Mengkaji dan memahami Islam sebagai sebuah struktur kehidupan, telah banyak dilakukan dengan menggunakan berbagai paradigma. Akan tetapi satu syarat yang harus ditaati dalam kode etik keilmuan yaitu, mengkaji atau menganalisa sebuah teori atau hukum-hukum dengan mengambil sumber aslinya. Misalnya bila ingin memahami dan menganalisa buah pikiran dan teori-teori “Tindakan” Talcott Parsons maka kita menganalisa pada buku “Toward social theory of actions” atau dari tulisan-tulisannya yang lain yang berkenaan dengan teori tersebut, bukan dari buku-buku karya orang lain.
Demikian halnya aturan ini juga berlaku dalam memahami dan mengkaji Islam, kita akan mendapatkan penafsiran yang akurat bila langsung merujuk kepada Al Qur’an, dan bukan kepada buku-buku karangan ahli Islam atau yang masuk dalam pembahasan dialektika studi Islam. Buku-buku atau tulisan-tulisan selain Al Qur’an dan Al Hadits, berfungsi komplementer atau komparatif. Memahami syariah (hukum) di dalam Al Qur’an sebagai bagian dari struktur kehidupan manusia dan bukan mengkaji Al Qur’an sebagai sebuah syariah (hukum) saja, merupakan konsekwensi logis dari Islam sebagai Ad Diin.

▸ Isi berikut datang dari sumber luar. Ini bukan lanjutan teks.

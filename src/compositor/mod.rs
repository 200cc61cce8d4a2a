//! Lays generated marker images out on printable PDF sheets, one section per
//! suit.

mod grouping;
mod layout;
mod metrics;

use std::fs::{self, File};
use std::io::BufWriter;
use std::path::{Path, PathBuf};

use log::{info, warn};
use printpdf::{
    BuiltinFont, ColorBits, ColorSpace, Image, ImageTransform, ImageXObject, IndirectFontRef, Mm,
    PdfDocument, PdfLayerReference, Pt, Px,
};

use crate::error::{Error, Result};

pub use grouping::{
    group_cards_by_suit, parse_marker_file, MarkerFile, SuitGroup, UNKNOWN_RANK_ORDER,
};
pub use layout::{GridLayout, GridSpec, PageSize, A4};
pub use metrics::helvetica_width;

pub const OUTPUT_FILE: &str = "card_markers.pdf";

#[derive(Debug, Clone)]
pub struct SheetConfig {
    pub input_dir: PathBuf,
    pub output_dir: PathBuf,
    pub output_file: String,
    pub page: PageSize,
    pub grid: GridSpec,
    pub caption_font_size: f32,
    /// Distance from a marker's bottom edge down to its caption baseline.
    pub caption_offset: f32,
    pub title_font_size: f32,
    /// Distance from the bottom margin down to the title baseline.
    pub title_offset: f32,
}

impl Default for SheetConfig {
    fn default() -> Self {
        Self {
            input_dir: PathBuf::from("markers"),
            output_dir: PathBuf::from("print"),
            output_file: OUTPUT_FILE.to_string(),
            page: A4,
            grid: GridSpec::default(),
            caption_font_size: 12.0,
            caption_offset: 15.0,
            title_font_size: 24.0,
            title_offset: 30.0,
        }
    }
}

impl SheetConfig {
    pub fn output_path(&self) -> PathBuf {
        self.output_dir.join(&self.output_file)
    }
}

#[derive(Debug, Clone, PartialEq)]
pub struct TextPlacement {
    pub text: String,
    pub x: f32,
    pub y: f32,
    pub font_size: f32,
}

#[derive(Debug, Clone, PartialEq)]
pub struct PlacedMarker {
    pub file_name: String,
    pub x: f32,
    pub y: f32,
    pub size: f32,
    pub caption: TextPlacement,
}

#[derive(Debug, Clone, PartialEq)]
pub struct PagePlan {
    pub suit: String,
    pub markers: Vec<PlacedMarker>,
    pub title: TextPlacement,
}

/// Splits every suit group into pages of at most one grid each.
pub fn plan_pages(groups: &[SuitGroup], config: &SheetConfig) -> Vec<PagePlan> {
    let layout = GridLayout::compute(config.page, &config.grid);
    let per_page = layout.slots().max(1);
    let mut pages = Vec::new();

    for group in groups {
        for chunk in group.cards.chunks(per_page) {
            let markers = chunk
                .iter()
                .enumerate()
                .map(|(index, card)| {
                    let (x, y) = layout.slot_origin(index);
                    let caption = card.stem().to_string();
                    let width = helvetica_width(&caption, config.caption_font_size);
                    PlacedMarker {
                        file_name: card.file_name.clone(),
                        x,
                        y,
                        size: layout.marker_size,
                        caption: TextPlacement {
                            x: x + layout.marker_size / 2.0 - width / 2.0,
                            y: y - config.caption_offset,
                            font_size: config.caption_font_size,
                            text: caption,
                        },
                    }
                })
                .collect();

            let title = group.suit.to_uppercase();
            let title_width = helvetica_width(&title, config.title_font_size);
            pages.push(PagePlan {
                suit: group.suit.clone(),
                markers,
                title: TextPlacement {
                    x: config.page.width - layout.margin - title_width,
                    y: layout.margin - config.title_offset,
                    font_size: config.title_font_size,
                    text: title,
                },
            });
        }
    }

    pages
}

/// PNG file names directly inside `dir`.
pub fn list_marker_files(dir: &Path) -> Result<Vec<String>> {
    let mut names: Vec<String> = fs::read_dir(dir)?
        .filter_map(|entry| entry.ok())
        .filter(|entry| entry.path().is_file())
        .filter_map(|entry| entry.file_name().into_string().ok())
        .filter(|name| name.ends_with(".png"))
        .collect();
    names.sort();
    Ok(names)
}

fn load_marker_image(path: &Path) -> Result<(Image, u32, u32)> {
    let rgb = image::open(path)
        .map_err(|source| Error::Image {
            path: path.to_path_buf(),
            source,
        })?
        .to_rgb8();
    let (width, height) = rgb.dimensions();

    let image = Image::from(ImageXObject {
        width: Px(width as usize),
        height: Px(height as usize),
        color_space: ColorSpace::Rgb,
        bits_per_component: ColorBits::Bit8,
        interpolate: false,
        image_data: rgb.into_raw(),
        image_filter: None,
        smask: None,
        clipping_bbox: None,
    });
    Ok((image, width, height))
}

fn pt(value: f32) -> Mm {
    Mm::from(Pt(value))
}

fn draw_text(layer: &PdfLayerReference, text: &TextPlacement, font: &IndirectFontRef) {
    layer.use_text(text.text.clone(), text.font_size, pt(text.x), pt(text.y), font);
}

fn draw_page(
    layer: &PdfLayerReference,
    page: &PagePlan,
    input_dir: &Path,
    font: &IndirectFontRef,
) -> Result<()> {
    // At 72 dpi one pixel maps to one point, so the scale is size / pixels.
    const DPI: f32 = 72.0;

    for marker in &page.markers {
        let path = input_dir.join(&marker.file_name);
        let (image, width, height) = load_marker_image(&path)?;
        let scale_x = marker.size / width as f32;
        let scale_y = marker.size / height as f32;
        image.add_to_layer(
            layer.clone(),
            ImageTransform {
                translate_x: Some(pt(marker.x)),
                translate_y: Some(pt(marker.y)),
                scale_x: Some(scale_x),
                scale_y: Some(scale_y),
                dpi: Some(DPI),
                ..Default::default()
            },
        );
        draw_text(layer, &marker.caption, font);
    }
    draw_text(layer, &page.title, font);
    Ok(())
}

/// Renders planned pages into a single PDF at `path`.
pub fn write_pdf(pages: &[PagePlan], config: &SheetConfig, path: &Path) -> Result<()> {
    let width = pt(config.page.width);
    let height = pt(config.page.height);
    let (doc, first_page, first_layer) = PdfDocument::new("Card markers", width, height, "markers");
    let font = doc.add_builtin_font(BuiltinFont::Helvetica)?;

    if pages.is_empty() {
        warn!("No marker pages to render; writing a blank document");
    }

    for (index, page) in pages.iter().enumerate() {
        let layer = if index == 0 {
            doc.get_page(first_page).get_layer(first_layer)
        } else {
            let (page_index, layer_index) = doc.add_page(width, height, "markers");
            doc.get_page(page_index).get_layer(layer_index)
        };
        draw_page(&layer, page, &config.input_dir, &font)?;
        info!("Laid out page {} ({}, {} markers)", index + 1, page.suit, page.markers.len());
    }

    doc.save(&mut BufWriter::new(File::create(path)?))?;
    Ok(())
}

/// Reads `config.input_dir`, groups the markers by suit and writes the
/// print-ready document. Returns the document path.
pub fn compose_sheets(config: &SheetConfig) -> Result<PathBuf> {
    let names = list_marker_files(&config.input_dir)?;
    let groups = group_cards_by_suit(&names);
    let pages = plan_pages(&groups, config);

    fs::create_dir_all(&config.output_dir)?;
    let path = config.output_path();
    write_pdf(&pages, config, &path)?;
    info!("Wrote {} ({} pages)", path.display(), pages.len());
    Ok(path)
}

Dengan demikian Al Qur’an bersama-sama dengan Al Hadits adalah sumber tekstual utama untuk memahami Islam. Kita simak surah Al Baqarah ayat 185: “Dalam bulan Ramadhan itu diturunkan Al Qur’an sebagai petunjuk untuk manusia dan penjelasan-penjelasan mengenai petunjuk itu serta pembeda antara yang haq dan bathil…” Penjelasan-penjelasan tentang ayat-ayat nya dapat ditemukan pada ayat-ayat lain, yang masing-masing ayat tersebut saling berhubungan, menjelaskan dan menguatkan, sebagaimana fungsinya sebagaii bayyan (penjelasan), furqon (pembanding), hudan (sumber rujukan) dan syifa (solusi).
Menterjemahkan dan mengkaji Al Qur’an dengan ketentuan seperti ini mengeliminir faktor bias dalam menghasilkan kesimpulan. Faktor bias seringkali muncul apabila kita mencoba memahami Al Qur’an, melalui kitab-kitab terjemahan dan tafsir saja tanpa merujuk lagi kepada Al Qur’an. Selanjutnya apabila kita memahami dan mengkaji Islam dengan cara seperti di atas, maka kita menemukan suatu kajian yang holistik dan juga in-depth untuk setiap nilai-nilai (tema-tema) pembahasannya. Kita tidak hanya menemukan pemahamaman sekuler didalamnya, tetapi juga harmoni antara kehidupan dunia dan kehidupan akhirat di dalam suatu sistem, di mana antara satu unsur dengan unsur lainnya saling berkontribusi terhadap yang lainnya. Islam juga menjelaskan keterkaitan yang erat antara kewajiban sosial dan kepentingan individual seseorang. Islam juga tidak memberi bobot berlebih terhadap hak azasi insani daripada menghormati hak orang lain. Islam juga tidak melakukan dikotomi antara sipil dan militer, melainkan senantiasa berada di tengah-tengah.
Dengan mengkaji dalam suatu kajian yang holistik, selanjutnya kita dapat memahami posisi tengah-tengahnya ini dan mampu memetakan serta merekonstruksi struktur kehidupan ummatnya.
Struktur disini merupakan titik-titik yang saling berhubungan satu dengan yang lain, di mana garis-garis hubungan-hubungan tersebut bersifat dinamis, bergabung, berpisah atau berkelompok. Senantiasa berubah atau kembali kepada bentuk semula, tetapi seluruh mobilitas tersebut berada pada suatu aturan dan formasi yang terkonstruksi secara stabil dalam sebuah frame besar. Titik-titik yang saling berhubungan di sini adalah ummat Islam, yang ketika melakukan kontak dengan insan lainnya akan tetap menggunakan frame tersebut sebagai landasan jati dirinya. Dengan demikian dapat dikatakan ummat Islam senantiasa tumbuh, bergerak dan berkembang secara dinamis di dalam sebuah struktur kehidupan yang stabil dan mantap.